Deshoulières, « poète du second ordre » ?

Que penser de cette anthologie de Poètes du second ordre parue au seuil du XIXe siècle, et qui retenait, parmi d’autres réprouvés de l’histoire littéraire, le nom de Deshoulières1 . Des Agrégatifs, peu familiers de cette autrice, auront peut-être été tenté de porter le même jugement en découvrant son nom sur le programme du concours au printemps dernier. 

La relégation d’Antoinette Deshoulières hors du canon n’avait pourtant rien d’une fatalité, alors même que d’autres femmes de son temps, comme Lafayette ou Sévigné, ont toujours réussi à se frayer une place dans les manuels scolaires. A bien la considérer, notre poétesse ne possédait-elle pas bien des atouts qui auraient pu lui permettre de figurer en bonne place parmi les grandes écrivaines du siècle de Louis XIV ? Contrairement à ses deux éminentes contemporaines citées plus haut, Deshoulières ne se cachait pas, pas plus qu’elle ne cantonnait son talent aux écrits du for privé : contre la coutume qui recommandait la discrétion aux femmes autrices, elle n’hésitait pas à faire paraître des pièces sous son nom, et fit même imprimer un recueil de ses pièces, à Paris, en 1688. Après sa mort, Marie-Jeanne Lhéritier, nièce de Perrault, assura son apothéose dans un panégyrique adressé à Madeleine de Scudéry (« L’illustre Sapho ») et intitulé Le Triomphe de Madame Des-Houlières (1694) et la rangea parmi les Muses.

Marie-Jeanne Lhéritier, parente de Perrault et fervente partisane des Modernes — ou plutôt « attachée au parti des Femmes (p. 3) multiplie les éloges et voit dans « Des-Houlières » l’emblème des valeurs littéraires féminines. Antoinette Deshoulières lui apparaissait comme un « génie délicat & profond », « spirituelle & savante ». Elle loue ses « airs vifs, touchans & enjouez » (Lhéritier souligne). Nous reviendrons sur le fond de cet éloge, qui invite à rattacher fortement l’oeuvre de Deshoulières à la catégorie de la galanterie. Contentons-nous pour l’instant de retenir que Lhéritier fait de son amie la dixième Muse, introduite par Ovide « aux piez du Thrône d’Apollon » (p. 11) qui parle ainsi  :

J e déclare donc qu’avec l’applaudissement de Minerve & les suffrages unanimes des neufs Sœurs, nous érigeons Des-Houlières dixième Muse. (p. 12)
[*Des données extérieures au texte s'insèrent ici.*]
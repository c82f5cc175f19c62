pub mod config;
pub mod error;
pub mod handlers;
pub mod middleware;
pub mod models;
pub mod repositories;
pub mod services;
pub mod state;

use axum::{
    Router,
    middleware::from_fn_with_state,
    routing::{get, post},
};

use crate::state::AppState;

/// Router の構築
///
/// `/api/2fa/*` は呼び出し元サービスの認証キー（`x-service-key`）必須
pub fn create_router(state: AppState) -> Router {
    let two_factor = Router::new()
        .route("/api/2fa/setup", post(handlers::setup_2fa))
        .route("/api/2fa/activate", post(handlers::activate_2fa))
        .route("/api/2fa/deactivate", post(handlers::deactivate_2fa))
        .route("/api/2fa/verify", post(handlers::verify_2fa))
        .route(
            "/api/2fa/backup-codes/regenerate",
            post(handlers::regenerate_backup_codes),
        )
        .route("/api/2fa/status/{user_id}", get(handlers::status_2fa))
        .route_layer(from_fn_with_state(
            state.clone(),
            middleware::require_service_key,
        ));

    Router::new()
        .route("/api/health", get(handlers::health_check))
        .merge(two_factor)
        .with_state(state)
}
Le panégyrique est hautement stratégique : sous l’or de la louange, Lhéritier réécrit la carte du canon. Elle transforme la réussite individuelle de « Des-Houlières » en preuve systémique de l’autorité des femmes, à la fois « sçavantes » et « spirituelles ». La « dixième Muse » n’est pas un surnom flatteur :c’est un titre institutionnel donné par une fiction de réception au sein d’une Académie féminine, celle des Muses, conçue comme le contrepoint de l’Académie française strictement masculine. L’apothéose d’Antoinette Deshoulières apparaît à la fois comme une affirmation de la dignité littéraire des femmes et un reproche adressé aux institutions officielles qui les écarte de tous les postes et les fonctions qu’elle mériterait d’occuper autant et mieux que les hommes. 
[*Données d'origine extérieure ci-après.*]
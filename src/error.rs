use axum::{
    Json,
    http::StatusCode,
    response::{IntoResponse, Response},
};
use serde::Serialize;

#[derive(Debug, thiserror::Error)]
pub enum AppError {
    /// 呼び出し元サービスの認証失敗
    #[error("呼び出し元の認証に失敗しました")]
    Unauthorized,

    #[error("バリデーションエラー: {0}")]
    Validation(String),

    /// データストアの失敗（リトライ可能）
    #[error("データベースエラー")]
    TransientStore(#[from] sqlx::Error),

    /// データストアの応答待ちタイムアウト（リトライ可能）
    #[error("データベース応答タイムアウト")]
    StoreTimeout,

    #[error("内部エラー")]
    Internal(#[from] anyhow::Error),

    #[error("二要素認証の設定が必要です")]
    NotConfigured,

    #[error("二要素認証が有効化されていません")]
    NotEnabled,

    #[error("二要素認証は既に有効です")]
    AlreadyEnabled,

    #[error("認証コードが無効です")]
    VerificationFailed,
}

impl AppError {
    /// 呼び出し側でリトライしてよいエラーか
    pub fn is_transient(&self) -> bool {
        matches!(self, Self::TransientStore(_) | Self::StoreTimeout)
    }
}

#[derive(Serialize)]
struct ErrorResponse {
    error: &'static str,
    message: String,
}

impl IntoResponse for AppError {
    fn into_response(self) -> Response {
        let (status, code, message) = match &self {
            Self::Unauthorized => (
                StatusCode::UNAUTHORIZED,
                "unauthorized",
                "認証が必要です".to_string(),
            ),
            Self::Validation(msg) => (StatusCode::BAD_REQUEST, "validation", msg.clone()),
            Self::TransientStore(e) => {
                tracing::error!(error = ?e, "データベースエラー");
                (
                    StatusCode::SERVICE_UNAVAILABLE,
                    "transient_store_error",
                    "一時的なエラーが発生しました。再試行してください".to_string(),
                )
            }
            Self::StoreTimeout => {
                tracing::error!("データベース応答タイムアウト");
                (
                    StatusCode::SERVICE_UNAVAILABLE,
                    "transient_store_error",
                    "一時的なエラーが発生しました。再試行してください".to_string(),
                )
            }
            Self::Internal(e) => {
                tracing::error!(error = ?e, "内部エラー");
                (
                    StatusCode::INTERNAL_SERVER_ERROR,
                    "internal",
                    "内部エラーが発生しました".to_string(),
                )
            }
            Self::NotConfigured => (
                StatusCode::BAD_REQUEST,
                "not_configured",
                "二要素認証の設定が必要です".to_string(),
            ),
            Self::NotEnabled => (
                StatusCode::BAD_REQUEST,
                "not_enabled",
                "二要素認証が有効化されていません".to_string(),
            ),
            Self::AlreadyEnabled => (
                StatusCode::CONFLICT,
                "already_enabled",
                "二要素認証は既に有効です".to_string(),
            ),
            Self::VerificationFailed => (
                StatusCode::UNAUTHORIZED,
                "verification_failed",
                "認証コードが正しくありません".to_string(),
            ),
        };

        (
            status,
            Json(ErrorResponse {
                error: code,
                message,
            }),
        )
            .into_response()
    }
}

#[cfg(test)]
mod tests {
    use super::*;

    #[test]
    fn test_status_codes() {
        assert_eq!(
            AppError::NotConfigured.into_response().status(),
            StatusCode::BAD_REQUEST
        );
        assert_eq!(
            AppError::NotEnabled.into_response().status(),
            StatusCode::BAD_REQUEST
        );
        assert_eq!(
            AppError::AlreadyEnabled.into_response().status(),
            StatusCode::CONFLICT
        );
        assert_eq!(
            AppError::VerificationFailed.into_response().status(),
            StatusCode::UNAUTHORIZED
        );
        assert_eq!(
            AppError::Unauthorized.into_response().status(),
            StatusCode::UNAUTHORIZED
        );
        assert_eq!(
            AppError::StoreTimeout.into_response().status(),
            StatusCode::SERVICE_UNAVAILABLE
        );
    }

    #[test]
    fn test_transient_classification() {
        assert!(AppError::StoreTimeout.is_transient());
        assert!(AppError::TransientStore(sqlx::Error::PoolTimedOut).is_transient());
        assert!(!AppError::NotEnabled.is_transient());
        assert!(!AppError::VerificationFailed.is_transient());
    }
}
Le XVIIIᵉ siècle n’oublia pas la poétesse : ses poèmes connurent plusieurs éditions augmentées et, signe de leur succès, ils furent imprimés en Hollande et en Angleterre. Marmontel, chargé de l’article « Elégie » de L’Encyclopédie, ne retient que trois noms parmi les poètes modernes qui se sont illustrés dans ce genre, ceux de La Fontaine, Voltaire et surtout Deshoulières :

Les meilleures [élégies modernes] sont connues sous d’autres titres, comme les idyles de madame Deshoulieres aux moutons, aux fleurs, &c. modele d’élégie dans le genre gracieux.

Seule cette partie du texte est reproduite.